I cannot imagine that under the present circumstances that exist here in my synagogue, that we will omit any prayers. We can all do without sermons and other additions but the holy words that have been sanctified over the centuries by the tears and even the blood of millions of Jews who stood before their creator for judgment and blessing should not be absent from our lives and lips. We need to remember that wherever we are it is Rosh Hashanah and that it should be treated and observed as such.

The Talmud records that we passed before the heavenly court as soldiers in the army of King David. It also compares us to the sheep that exist around Mount Meron. Sheep and soldiers, at first glance, seem to be opposite descriptions and scenarios. Soldiers stand erect and march proudly, while sheep always have a low profile and are not given to represent strength and firmness. Yet, I believe that we can well understand that the Talmud did not present us here with an either/or choice – soldiers or sheep. Rather, it meant to teach us that all human beings are both at the same time. We have within us enormous strength and capability, potential and firmness of purpose and behavior while at the same time we are but dust and ashes, putty in the hands, so to speak, of the Holy One who has fashioned us.
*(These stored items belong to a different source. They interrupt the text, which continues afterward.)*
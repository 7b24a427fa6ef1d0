pub mod weekday;
// SPDX-License-Identifier: (MIT OR Apache-2.0)
//! Timer wheel.
//!
//! An ordered map from (deadline, insertion sequence) to coroutine
//! index; the sequence breaks ties so same-millisecond timers fire in
//! insertion order. The wheel is scheduler-local and is only touched by
//! its owning thread; the cross-thread race against signalers happens
//! on the wait record, not here.

use std::collections::BTreeMap;
use std::time::Instant;

use once_cell::sync::Lazy;

use super::coro::{CoIdx, CoPool};

/// Stable handle to a pending timer: its map key.
pub(crate) type TimerId = (u64, u64);

static START: Lazy<Instant> = Lazy::new(Instant::now);

/// Monotonic milliseconds since process start.
pub(crate) fn now_ms() -> u64 {
    START.elapsed().as_millis() as u64
}

pub(crate) struct TimerWheel {
    map: BTreeMap<TimerId, CoIdx>,
    seq: u64,
}

impl TimerWheel {
    pub fn new() -> Self {
        Self {
            map: BTreeMap::new(),
            seq: 0,
        }
    }

    pub fn add(&mut self, deadline_ms: u64, co: CoIdx) -> TimerId {
        self.seq += 1;
        let id = (deadline_ms, self.seq);
        self.map.insert(id, co);
        id
    }

    pub fn cancel(&mut self, id: &TimerId) -> bool {
        self.map.remove(id).is_some()
    }

    /// Pop every entry due at `now_ms` and collect the coroutines to
    /// resume. A coroutine parked on a primitive is claimed with the
    /// WAIT→TIMEOUT exchange; if the signaler already won, the entry is
    /// dropped silently. Returns the backend poll timeout for the next
    /// iteration: milliseconds until the next deadline, or -1 when the
    /// wheel is empty.
    pub fn check_due(&mut self, now_ms: u64, pool: &mut CoPool, due: &mut Vec<CoIdx>) -> i32 {
        loop {
            let Some((&id, &idx)) = self.map.first_key_value() else {
                break;
            };
            if id.0 > now_ms {
                break;
            }
            self.map.pop_first();
            let co = pool.get(idx);
            if co.timer == Some(id) {
                co.timer = None;
            }
            match &co.waitx {
                None => due.push(idx),
                Some(state) => {
                    if state.try_timeout() {
                        due.push(idx);
                    }
                }
            }
        }
        match self.map.first_key_value() {
            None => -1,
            Some((&(deadline, _), _)) => (deadline - now_ms).min(i32::MAX as u64) as i32,
        }
    }
}

#[cfg(test)]
mod tests {
    use super::*;
    use crate::sched::wait::WaitState;
    use std::sync::Arc;

    fn pool_with(n: usize) -> CoPool {
        let mut pool = CoPool::new();
        for _ in 0..n {
            pool.alloc(Box::new(|| {}));
        }
        pool
    }

    #[test]
    fn due_in_deadline_then_insertion_order() {
        let mut wheel = TimerWheel::new();
        let mut pool = pool_with(3);
        wheel.add(20, 2);
        wheel.add(10, 1);
        wheel.add(10, 3);
        let mut due = Vec::new();
        let next = wheel.check_due(25, &mut pool, &mut due);
        assert_eq!(due, vec![1, 3, 2]);
        assert_eq!(next, -1);
    }

    #[test]
    fn add_cancel_add_leaves_no_stale_entry() {
        let mut wheel = TimerWheel::new();
        let mut pool = pool_with(1);
        let id = wheel.add(10, 1);
        assert!(wheel.cancel(&id));
        let _ = wheel.add(50, 1);
        let mut due = Vec::new();
        let next = wheel.check_due(20, &mut pool, &mut due);
        assert!(due.is_empty());
        assert_eq!(next, 30);
    }

    #[test]
    fn claimed_waiter_is_dropped_silently() {
        let mut wheel = TimerWheel::new();
        let mut pool = pool_with(1);
        let state = Arc::new(WaitState::new());
        pool.get(1).waitx = Some(state.clone());
        wheel.add(5, 1);
        assert!(state.try_ready()); // signaler wins first
        let mut due = Vec::new();
        wheel.check_due(10, &mut pool, &mut due);
        assert!(due.is_empty());
    }

    #[test]
    fn parked_waiter_is_claimed_by_timeout() {
        let mut wheel = TimerWheel::new();
        let mut pool = pool_with(1);
        let state = Arc::new(WaitState::new());
        pool.get(1).waitx = Some(state.clone());
        wheel.add(5, 1);
        let mut due = Vec::new();
        wheel.check_due(10, &mut pool, &mut due);
        assert_eq!(due, vec![1]);
        assert!(!state.try_ready()); // timer already claimed it
    }

    #[test]
    fn next_deadline_sizes_the_poll() {
        let mut wheel = TimerWheel::new();
        let mut pool = pool_with(2);
        wheel.add(100, 1);
        wheel.add(40, 2);
        let mut due = Vec::new();
        let next = wheel.check_due(10, &mut pool, &mut due);
        assert!(due.is_empty());
        assert_eq!(next, 30);
    }
}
It is the challenge of life, its experiences and events that confront us as to when we should stand erect and firm as soldiers or whether we should be humble and adopt a low profile, as do sheep. Rosh Hashanah brings us face-to-face with this challenge. As far as Torah values and the Jewish people are concerned, we are certainly to be soldiers in the army of King David. But as far as our own personal wants and desires, social behavior, and communal responsibility, we should lower our egos and allow ourselves to be counted as the sheep of Mount Meron.

I send you my blessings for the new year and for a ktiva v’chatima tova.